I find it incomprehensible how it could ever have been considered even arguable that this description of the alleged offence “does not contain a sufficient description of the circumstances in which the offence was committed including the precise time and location of the offence and the degree of participation in the offence by the respondent” as pleaded in the document. Given that the respondent was present in court in Poland when he was tried and convicted and sentenced for these offences, the raising of the point is all the more unusual. It is not surprising that the respondent did not see fit to waste the Court’s and the applicant’s time attempting to argue that point.
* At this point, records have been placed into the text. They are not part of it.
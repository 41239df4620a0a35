//! WP Monitor - Scheduled WordPress site monitoring
//!
//! Collects installed versions, certificate expiry, malware verdicts,
//! performance scores and uptime for a list of WordPress sites and emails a
//! consolidated HTML report.
//!
//! # Example
//!
//! ```no_run
//! use wp_monitor::{Args, Config, Endpoints, Monitor, SmtpNotifier};
//! use clap::Parser;
//!
//! #[tokio::main]
//! async fn main() -> wp_monitor::Result<()> {
//!     let config = Config::from_args(Args::parse())?;
//!     let monitor = Monitor::new(&config, Endpoints::default())?;
//!     let notifier = SmtpNotifier::new(config.smtp.clone(), config.recipients.clone());
//!     let summary = monitor.run(&notifier).await;
//!     println!("checked {} sites", summary.results.len());
//!     Ok(())
//! }
//! ```

pub mod checks;
pub mod config;
pub mod directory;
pub mod error;
pub mod inspector;
pub mod marketplace;
pub mod monitor;
pub mod notifier;
pub mod output;
pub mod report;
pub mod slug;

pub use checks::{
    CertificateProbe, HealthChecker, MalwareStatus, PerformanceScore, Severity, UptimeStatus,
};
pub use config::{Args, Config, SmtpSettings};
pub use directory::{DirectoryClient, ItemKind, Lookup};
pub use error::{Error, Result};
pub use inspector::{Component, Inspector, Inventory, Site};
pub use marketplace::MarketplaceClient;
pub use monitor::{Endpoints, Monitor, RunSummary};
pub use notifier::{Notifier, SmtpNotifier};
pub use output::{OutputFormat, output_results};
pub use report::{CheckResult, ComponentStatus, build_report};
“3. It is submitted therefore that this Honourable Court should exercise its discretion under section 20(1) of the European Arrest Warrant Act, 2003 to require the issuing authority to provide it with appropriate additional documentation or information.”

Again, there is no detail as to what information or documentation is thought to be necessary. Apart altogether from that, it is not a “point of objection”, and for both reasons should not have been included. It was, I am glad to say, excluded from the Amended Points of Objection. But the fact that it was included in the first document had the capacity to add to the costs of the applicant, not to mention its capacity to waste the time of the lawyers acting for the State.
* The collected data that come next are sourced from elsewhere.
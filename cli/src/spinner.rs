use std::sync::Arc;
use std::time::Duration;

use colored::*;
use indicatif::{ProgressBar, ProgressStyle};

use cyberscan_core::{Finding, ScanEventSink};

/// Progress sink backed by a terminal spinner. Log lines and findings are
/// printed above the spinner so they are not overwritten by the next tick.
pub struct SpinnerSink {
    pb: ProgressBar,
}

impl SpinnerSink {
    pub fn start(target: &str) -> Arc<Self> {
        let pb = ProgressBar::new_spinner();
        let style = ProgressStyle::with_template("{spinner:.blue} {msg}")
            .unwrap_or_else(|_| ProgressStyle::default_spinner())
            .tick_strings(&["▁▁▁▁▁", "▁▂▂▂▁", "▁▄▂▄▁", "▂▄▆▄▂", "▄▆█▆▄", "▂▄▆▄▂", "▁▄▂▄▁", "▁▂▂▂▁"]);
        pb.set_style(style);
        pb.set_message(format!("Resolving {}", target));
        pb.enable_steady_tick(Duration::from_millis(100));
        Arc::new(Self { pb })
    }

    pub fn finish(&self) {
        self.pb.finish_and_clear();
    }
}

impl ScanEventSink for SpinnerSink {
    fn on_log(&self, level: &str, message: &str) {
        let line = match level {
            "success" => message.green().to_string(),
            "error" => message.red().to_string(),
            "warn" => message.yellow().to_string(),
            _ => message.to_string(),
        };
        self.pb.println(line);
    }

    fn on_finding(&self, finding: &Finding) {
        self.pb.println(format!(
            "{} {} [{}] → {}",
            "[+]".green().bold(),
            finding.vuln_type.to_string().red().bold(),
            finding.severity,
            finding.url
        ));
    }

    fn on_progress(&self, phase: &str, current: usize, total: usize) {
        if total > 0 {
            self.pb.set_message(format!("{} ({}/{})", phase, current, total));
        } else {
            self.pb.set_message(phase.to_string());
        }
    }
}
/// Database error phrasing that leaks through when a payload breaks a query.
pub const SQL_ERROR_SIGNATURES: &[&str] = &[
    "You have an error in your SQL syntax;",
    "Warning: mysql_fetch_array()",
    "check the manual that corresponds to your MariaDB server version",
    "quoted string not properly terminated",
    "unclosed quotation mark after the character string",
];

/// Why a 200 response to a sensitive path was discarded.
#[derive(Debug, Clone, Copy, PartialEq, Eq)]
pub enum FalsePositive {
    /// A binary archive was requested but an HTML page came back.
    HtmlInsteadOfBinary,
    /// An `.env` response that is markup or holds no `key=value` lines.
    NotAnEnvFile,
    /// A soft-404 or login wall served with status 200.
    SoftNotFound,
}

/// Signature-based response classifier shared by the probes.
pub struct VulnerabilityDetector;

impl VulnerabilityDetector {
    pub fn new() -> Self {
        Self
    }

    /// Case-insensitive search for any database error signature.
    pub fn is_sql_error(&self, body: &str) -> bool {
        let body = body.to_lowercase();
        SQL_ERROR_SIGNATURES
            .iter()
            .any(|signature| body.contains(&signature.to_lowercase()))
    }

    /// The payload came back verbatim, i.e. unescaped.
    pub fn is_reflected(&self, body: &str, payload: &str) -> bool {
        !payload.is_empty() && body.contains(payload)
    }

    /// Applies the false-positive filters to a 200 response in order and
    /// returns the first one that matches.
    pub fn path_false_positive(&self, path: &str, body: &str) -> Option<FalsePositive> {
        let content = body.to_lowercase();

        if path.ends_with(".zip") && content.contains("html") {
            return Some(FalsePositive::HtmlInsteadOfBinary);
        }

        if path == ".env" && (content.contains("<html") || !content.contains('=')) {
            return Some(FalsePositive::NotAnEnvFile);
        }

        if content.contains("page not found") || content.contains("login") {
            return Some(FalsePositive::SoftNotFound);
        }

        None
    }
}

impl Default for VulnerabilityDetector {
    fn default() -> Self {
        Self::new()
    }
}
“4.. The aforesaid warrant has not been endorsed for execution in accordance with section 13(2) of the European Arrest Warrant Act, 2003.”

No basis for this groundless plea was shown. It is meaningless and empty. I note that the respondent was served at the time of his arrest with a copy of the warrant, and that the arresting officer showed the respondent where it had been endorsed for execution by the High Court. Presumably it was put in simply as a sort of general traverse. It did not survive into the Amended Points of Objection. There was never any basis for it being included as a point of objection in the first place.

“5. The surrender of the respondent in all the circumstances would be contrary to the principles of fundamental fairness and contrary to justice.”

Again, this serves no purpose. It contains no information of assistance to the applicant. It is simply a general plea serving no purpose. It did not survive into the Amended Points of Claim.

“6. The applicant is required to prove the relevant corresponding offences, if any.”

Given that the requesting state had ticked the boxes in paragraph E of the warrant in respect of offences comprising some of those contained in Article 2.2 of the Framework Decision, thereby not being required to verify double criminality, the applicant and the Court was given no information as to the basis on which it was being contended nonetheless that correspondence was required to be made out. Again, this plea did not survive into the Amended Points of Objection. It appears to have been added, like so many others, simply as a make-weight.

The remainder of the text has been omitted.